I agree that if you act less available and show men that you have your own life, that they find that attractive. My XABF loved when I did my own thing. However, the only reason he liked that was because he could go get as drunk as he wanted without me there nagging him. I think it also demonstrated to him that I was independent and in his sick and twisted mind, that suggested that I was strong and could take care of him and not need him too much. It actually enabled him more to drink because he felt "safe" like I would always pick up the pieces because I was acting so strong. So yeahhh, you really can't win with an A, even when you do the the independent thing.

LaTeeDa 04-14-2011 03:04 PM

This thread has taken a really uncomfortable turn.

Trying out "techniques" in order to "get results?" That's what you do to improve your golf game, not your marriage. It smacks of manipulation to me.

L

sailorjohn 04-14-2011 03:06 PM


Originally Posted by duqld1717 (Post 2934984)
I have also read that book Why Men Love B*tches and also Why Men Marry B*tches. I think if you read the book and do what is says, it WILL work on healthy men. Healthy being the key word. I think all rules go out the window when you are dealing with A's. They operate on their own set of rules, clocks, and worlds. The book wouldn't work on them. I tried acting more assertive and with more of an opinion towards my XABF and it actually made him hate me more lol. You really can't trick them or get them to treat you different, they are too set in their ways and selfishness.

Gee, and all along I thought the idea was how to live a life without the need to control someone else. My bad.

duqld1717 04-14-2011 03:14 PM

The book is actually about being assertive and expressing your wants and needs within a relationship which is healthy. So many people lose themselves and get taken advantage of in relationships because they let the other person be their eyes, ears, and mouth. They get walked all over because they don't speak up. We aren't saying we are trying to control men, we are saying we are controlling our own behaviors which in turn make men respect us more because we have an opinion which is better than not having one at all. Or at least it should make a HEALTHY man respect you more. That is, if you know who you are in a relationship and display it.
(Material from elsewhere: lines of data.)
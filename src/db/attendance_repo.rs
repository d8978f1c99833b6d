// src/db/attendance_repo.rs

use sqlx::SqlitePool;

use crate::{
    common::{
        db_utils::{ensure_affected, WithEmployee, EMPLOYEE_COLUMNS},
        error::AppError,
    },
    models::attendance::{Attendance, NewAttendance},
};

#[derive(Clone)]
pub struct AttendanceRepository {
    pool: SqlitePool,
}

impl AttendanceRepository {
    pub fn new(pool: SqlitePool) -> Self {
        Self { pool }
    }

    /// Lista os registros de presença, mais recentes primeiro.
    pub async fn list_all(&self) -> Result<Vec<WithEmployee<Attendance>>, AppError> {
        let sql = format!(
            r#"
            SELECT a.*, {EMPLOYEE_COLUMNS}
            FROM attendances a
            LEFT JOIN employees e ON e.id = a.employee_id
            ORDER BY a.date DESC, e.last_name ASC
            "#
        );
        let rows = sqlx::query_as::<_, WithEmployee<Attendance>>(&sql)
            .fetch_all(&self.pool)
            .await?;
        Ok(rows)
    }

    pub async fn find_detail_by_id(
        &self,
        id: i64,
    ) -> Result<Option<WithEmployee<Attendance>>, AppError> {
        let sql = format!(
            r#"
            SELECT a.*, {EMPLOYEE_COLUMNS}
            FROM attendances a
            LEFT JOIN employees e ON e.id = a.employee_id
            WHERE a.id = $1
            "#
        );
        let row = sqlx::query_as::<_, WithEmployee<Attendance>>(&sql)
            .bind(id)
            .fetch_optional(&self.pool)
            .await?;
        Ok(row)
    }

    pub async fn find_by_id(&self, id: i64) -> Result<Option<Attendance>, AppError> {
        let row = sqlx::query_as::<_, Attendance>("SELECT * FROM attendances WHERE id = $1")
            .bind(id)
            .fetch_optional(&self.pool)
            .await?;
        Ok(row)
    }

    pub async fn create(&self, input: &NewAttendance) -> Result<Attendance, AppError> {
        let row = sqlx::query_as::<_, Attendance>(
            r#"
            INSERT INTO attendances (employee_id, date, check_in_time, check_out_time, status)
            VALUES ($1, $2, $3, $4, $5)
            RETURNING *
            "#,
        )
        .bind(input.employee_id)
        .bind(input.date)
        .bind(input.check_in_time)
        .bind(input.check_out_time)
        .bind(&input.status)
        .fetch_one(&self.pool)
        .await?;
        Ok(row)
    }

    pub async fn update(&self, id: i64, input: &NewAttendance) -> Result<Attendance, AppError> {
        sqlx::query_as::<_, Attendance>(
            r#"
            UPDATE attendances SET
                employee_id = $1, date = $2, check_in_time = $3, check_out_time = $4, status = $5
            WHERE id = $6
            RETURNING *
            "#,
        )
        .bind(input.employee_id)
        .bind(input.date)
        .bind(input.check_in_time)
        .bind(input.check_out_time)
        .bind(&input.status)
        .bind(id)
        .fetch_optional(&self.pool)
        .await?
        .ok_or(AppError::NotFound)
    }

    pub async fn exists(&self, id: i64) -> Result<bool, AppError> {
        let exists: bool = sqlx::query_scalar("SELECT EXISTS(SELECT 1 FROM attendances WHERE id = $1)")
            .bind(id)
            .fetch_one(&self.pool)
            .await?;
        Ok(exists)
    }

    pub async fn delete(&self, id: i64) -> Result<(), AppError> {
        let result = sqlx::query("DELETE FROM attendances WHERE id = $1")
            .bind(id)
            .execute(&self.pool)
            .await?;
        ensure_affected(result.rows_affected())
    }
}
And, we are saying having an opinion and standing your ground doesn't work in a relationship with an A because they go off their own rules.

I also want to add that the word B.I.T.C.H. in the book stands for Bitch In Total Control of Herself.

LaTeeDa 04-14-2011 03:19 PM


Originally Posted by duqld1717 (Post 2935042)
The book is actually about being assertive and expressing your wants and needs within a relationship which is healthy. So many people lose themselves and get taken advantage of in relationships because they let the other person be their eyes, ears, and mouth. They get walked all over because they don't speak up. We aren't saying we are trying to control men, we are saying we are controlling our own behaviors which in turn make men respect us more because we have an opinion which is better than not having one at all. Or at least it should make a HEALTHY man respect you more. That is, if you know who you are in a relationship and display it.

IMO, doing anything in order to get someone else to react in a certain way is manipulation and not healthy.

Not saying being assertive is bad, but if your motivation for doing it is to change someone else.........*sigh*

L

duqld1717 04-14-2011 03:25 PM

Well, from now on I would rather have an opinion and be assertive and say what I like and dislike in a relationship so someone knows I have a brain. I did the doormat thing and it didn't turn out so well. I'm not trying to do anything to get anyone to react a certain way or change. I am simply going to act like I have a backbone and if they respect me for it GREAT...if they don't, SEE YA.